= EXERCISE =
A single figure is expected: how many lines of the data that follows contain the word "identity".

= INFORMATION SHOWN =
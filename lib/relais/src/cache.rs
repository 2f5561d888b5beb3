//! Transparent response caching with conditional-GET revalidation.
//!
//! [`CachingTransport`] decorates any [`Transport`]. For GET requests it
//! consults a [`ResponseCache`]; when a cached snapshot carries an ETag it
//! reissues the request with `If-None-Match` so the origin server decides
//! freshness. A `304 Not Modified` reply is answered from the stored
//! snapshot: the conditional round trip still happens, only the body
//! transfer is saved.
//!
//! The cache is strictly fail-open: a store that errors on every `get` and
//! `set` (or one that was never wired up correctly) costs performance, never
//! correctness. No cache failure is ever propagated to the caller.

use std::collections::HashMap;
use std::sync::{Arc, RwLock};

use bytes::Bytes;
use derive_more::Display;
use tracing::{debug, warn};

use relais_core::{HeaderMap, Request, Response, Result, Transport};

/// Error type for pluggable cache stores.
///
/// Whatever a store throws is swallowed at the caching-transport boundary;
/// the boxed form keeps the trait open to any backend.
pub type CacheError = Box<dyn std::error::Error + Send + Sync>;

/// A request identity: method + full URL, query string included.
///
/// Headers do not participate (no vary support).
#[derive(Debug, Clone, Display, PartialEq, Eq, Hash)]
pub struct CacheKey(String);

impl CacheKey {
    /// The identity of a request.
    #[must_use]
    pub fn of(request: &Request) -> Self {
        Self(request.cache_key())
    }
}

/// An immutable snapshot of a previously observed response.
///
/// Snapshots are superseded wholesale on revalidation, never partially
/// updated.
#[derive(Debug, Clone)]
pub struct CachedResponse {
    status: u16,
    headers: HeaderMap,
    body: Bytes,
    content_type: Option<String>,
    etag: Option<String>,
}

impl CachedResponse {
    /// Snapshot a response for storage.
    #[must_use]
    pub fn from_response(response: &Response) -> Self {
        Self {
            status: response.status(),
            headers: response.headers().clone(),
            body: response.body().clone(),
            content_type: response.header("Content-Type").map(ToOwned::to_owned),
            etag: response
                .header("ETag")
                .map(str::trim)
                .filter(|etag| !etag.is_empty())
                .map(ToOwned::to_owned),
        }
    }

    /// The stored validator, if usable.
    #[must_use]
    pub fn etag(&self) -> Option<&str> {
        self.etag.as_deref()
    }

    /// Whether this snapshot can be revalidated. A record without an ETag
    /// is stored but behaves as a miss on the next lookup.
    #[must_use]
    pub fn has_validator(&self) -> bool {
        self.etag.is_some()
    }

    /// Rebuild a response from the snapshot, served in place of a 304.
    #[must_use]
    pub fn to_response(&self) -> Response {
        let mut headers = self.headers.clone();
        if let Some(content_type) = &self.content_type {
            headers.insert("Content-Type", content_type.clone());
        }
        Response::new(self.status, headers, self.body.clone())
    }
}

/// A key-value store mapping request identities to response snapshots.
///
/// Implementations must tolerate concurrent `get`/`set`, including for the
/// same key; linearizability is not required. A race between two
/// revalidations of one key may leave either snapshot stored, and the next
/// revalidation corrects it.
pub trait ResponseCache: Send + Sync + 'static {
    /// Look up the snapshot for a request identity.
    ///
    /// # Errors
    ///
    /// Store failures are allowed; the caching transport downgrades them to
    /// a miss.
    fn get(&self, key: &CacheKey) -> std::result::Result<Option<CachedResponse>, CacheError>;

    /// Store (or overwrite) the snapshot for a request identity.
    ///
    /// # Errors
    ///
    /// Store failures are allowed; the caching transport skips the store
    /// and still returns the live response.
    fn set(&self, key: CacheKey, response: CachedResponse)
    -> std::result::Result<(), CacheError>;
}

/// In-memory reference store.
#[derive(Debug, Default)]
pub struct InMemoryCache {
    entries: RwLock<HashMap<CacheKey, CachedResponse>>,
}

impl InMemoryCache {
    /// Create an empty store.
    #[must_use]
    pub fn new() -> Self {
        Self::default()
    }
}

impl ResponseCache for InMemoryCache {
    fn get(&self, key: &CacheKey) -> std::result::Result<Option<CachedResponse>, CacheError> {
        let entries = self
            .entries
            .read()
            .unwrap_or_else(std::sync::PoisonError::into_inner);
        Ok(entries.get(key).cloned())
    }

    fn set(
        &self,
        key: CacheKey,
        response: CachedResponse,
    ) -> std::result::Result<(), CacheError> {
        let mut entries = self
            .entries
            .write()
            .unwrap_or_else(std::sync::PoisonError::into_inner);
        entries.insert(key, response);
        Ok(())
    }
}

/// Transport decorator performing conditional-GET caching.
///
/// Only GET requests consult or populate the store; every other method
/// passes straight through to the wrapped transport.
#[derive(Clone)]
pub struct CachingTransport<T> {
    inner: T,
    store: Arc<dyn ResponseCache>,
}

impl<T> std::fmt::Debug for CachingTransport<T> {
    fn fmt(&self, f: &mut std::fmt::Formatter<'_>) -> std::fmt::Result {
        f.debug_struct("CachingTransport").finish_non_exhaustive()
    }
}

impl<T: Transport> CachingTransport<T> {
    /// Decorate a transport with an in-memory cache.
    #[must_use]
    pub fn new(inner: T) -> Self {
        Self::with_store(inner, Arc::new(InMemoryCache::new()))
    }

    /// Decorate a transport with a caller-supplied store.
    #[must_use]
    pub fn with_store(inner: T, store: Arc<dyn ResponseCache>) -> Self {
        Self { inner, store }
    }

    fn lookup(&self, key: &CacheKey) -> Option<CachedResponse> {
        match self.store.get(key) {
            Ok(cached) => cached,
            Err(error) => {
                warn!(key = %key, %error, "cache lookup failed, treating as miss");
                None
            }
        }
    }

    fn try_store(&self, key: &CacheKey, response: &Response) {
        if !response.is_success() {
            return;
        }
        let snapshot = CachedResponse::from_response(response);
        if let Err(error) = self.store.set(key.clone(), snapshot) {
            warn!(key = %key, %error, "cache store failed, response not cached");
        }
    }

    /// Reissue the request with `If-None-Match`; serve the snapshot on 304,
    /// otherwise take the live reply as authoritative and supersede the
    /// snapshot.
    async fn revalidate(
        &self,
        key: &CacheKey,
        request: Request,
        snapshot: CachedResponse,
        etag: String,
    ) -> Result<Response> {
        let mut conditional = request;
        conditional.headers_mut().insert("If-None-Match", etag);

        let response = self.inner.send(conditional).await?;

        if response.is_not_modified() {
            debug!(key = %key, "not modified, serving cached body");
            return Ok(snapshot.to_response());
        }

        self.try_store(key, &response);
        Ok(response)
    }
}

impl<T: Transport> Transport for CachingTransport<T> {
    async fn send(&self, request: Request) -> Result<Response> {
        if !request.method().is_cacheable() {
            return self.inner.send(request).await;
        }

        let key = CacheKey::of(&request);

        if let Some(snapshot) = self.lookup(&key)
            && let Some(etag) = snapshot.etag().map(ToOwned::to_owned)
        {
            return self.revalidate(&key, request, snapshot, etag).await;
        }

        // Miss, or a snapshot without a usable validator
        let response = self.inner.send(request).await?;
        self.try_store(&key, &response);
        Ok(response)
    }
}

= TASK RESPONSE =
4